> _WORK TO BE COMPLETED_:
Only the lines of the data below from the one with "pub const GRAVITY: f32 = 0.5;" through the one with "pub const STAFF_LENGTH: f32 = 50.0;" are wanted. Repeat them exactly.
*** Block opens ***
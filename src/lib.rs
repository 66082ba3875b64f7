//! Crazy Wizard - side-view wave survival game core
//!
//! Core modules:
//! - `sim`: Tick-driven simulation (player, enemies, boss, collisions, waves, cards)
//! - `tuning`: Data-driven game balance

pub mod sim;
pub mod tuning;

pub use tuning::Tuning;

use glam::Vec2;

/// Game configuration constants
///
/// Speeds and accelerations are expressed per tick, assuming ~60 ticks/second.
pub mod consts {
    /// Nominal simulation step used by hosts that drive `tick` from wall time
    pub const SIM_DT: f32 = 1.0 / 60.0;
    /// Maximum substeps per frame to prevent spiral of death
    pub const MAX_SUBSTEPS: u32 = 4;

    /// Playfield dimensions
    pub const CANVAS_WIDTH: f32 = 800.0;
    pub const CANVAS_HEIGHT: f32 = 600.0;
    pub const GROUND_Y: f32 = 550.0;
    /// Width of the walls on both sides of the playfield
    pub const WALL_WIDTH: f32 = 40.0;

    /// Downward acceleration (units/tick²)
    pub const GRAVITY: f32 = 0.5;

    /// Player hitbox
    pub const PLAYER_WIDTH: f32 = 24.0;
    pub const PLAYER_HEIGHT: f32 = 48.0;
    /// Staff equip/unequip tween step per tick
    pub const EQUIP_SPEED: f32 = 0.15;
    /// Attack animation advance per tick (4-step cycle)
    pub const ATTACK_FRAME_STEP: f32 = 0.25;
    /// Attack frame at which the projectile leaves the staff
    pub const ATTACK_FIRE_FRAME: f32 = 3.0;
    pub const ATTACK_END_FRAME: f32 = 4.0;
    /// Distance from player center to the staff tip
    pub const STAFF_LENGTH: f32 = 50.0;
    /// Stick aim projects the target this far from the player
    pub const STICK_AIM_DISTANCE: f32 = 200.0;
    /// Dead zones for analog input
    pub const MOVE_DEADZONE: f32 = 0.2;
    pub const AIM_DEADZONE: f32 = 0.1;

    /// Damage feedback
    pub const INVULNERABILITY_TICKS: u32 = 60;
    pub const HIT_FLASH_TICKS: u32 = 10;

    /// Normal enemy
    pub const ENEMY_WIDTH: f32 = 40.0;
    pub const ENEMY_HEIGHT: f32 = 70.0;
    pub const ENEMY_SPEED: f32 = 0.35;
    pub const ENEMY_MELEE_RANGE: f32 = 30.0;
    pub const ENEMY_SPAWN_OFFSET: f32 = 50.0;
    pub const KNOCKBACK: f32 = 5.0;

    /// Boss
    pub const BOSS_WIDTH: f32 = 50.0;
    pub const BOSS_HEIGHT: f32 = 100.0;
    pub const BOSS_SPEED: f32 = 0.8;
    pub const BOSS_CHASE_RANGE: f32 = 40.0;
    pub const BOSS_ATTACK_INTERVAL: u32 = 80;
    pub const BOSS_MELEE_RANGE: f32 = 120.0;
    pub const BOSS_SWORD_REACH: f32 = 100.0;
    pub const METEORS_PER_ATTACK: usize = 5;

    /// Contact damage vertical tolerance
    pub const CONTACT_VERTICAL_RANGE: f32 = 50.0;
    /// Meteor splash radius on ground impact
    pub const METEOR_SPLASH_RADIUS: f32 = 80.0;
    pub const SCREEN_SHAKE_TICKS: u32 = 10;

    /// Minimum ticks between enemy spawns regardless of wave
    pub const MIN_SPAWN_INTERVAL: u32 = 50;
    /// Number of cards offered on wave clear
    pub const CARDS_OFFERED: usize = 3;
}

/// Angle (radians) of the vector from `from` to `to`
#[inline]
pub fn angle_between(from: Vec2, to: Vec2) -> f32 {
    let d = to - from;
    d.y.atan2(d.x)
}

/// Unit direction for an angle
#[inline]
pub fn direction(angle: f32) -> Vec2 {
    Vec2::new(angle.cos(), angle.sin())
}

/// -1.0 or 1.0 depending on the sign of `dx` (zero counts as negative)
#[inline]
pub fn sign_toward(dx: f32) -> f32 {
    if dx > 0.0 { 1.0 } else { -1.0 }
}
*** Block closes ***
> _EXPECTED ANSWER_:
    pub const GRAVITY: f32 = 0.5;

    /// Player hitbox
    pub const PLAYER_WIDTH: f32 = 24.0;
    pub const PLAYER_HEIGHT: f32 = 48.0;
    /// Staff equip/unequip tween step per tick
    pub const EQUIP_SPEED: f32 = 0.15;
    /// Attack animation advance per tick (4-step cycle)
    pub const ATTACK_FRAME_STEP: f32 = 0.25;
    /// Attack frame at which the projectile leaves the staff
    pub const ATTACK_FIRE_FRAME: f32 = 3.0;
    pub const ATTACK_END_FRAME: f32 = 4.0;
    /// Distance from player center to the staff tip
    pub const STAFF_LENGTH: f32 = 50.0;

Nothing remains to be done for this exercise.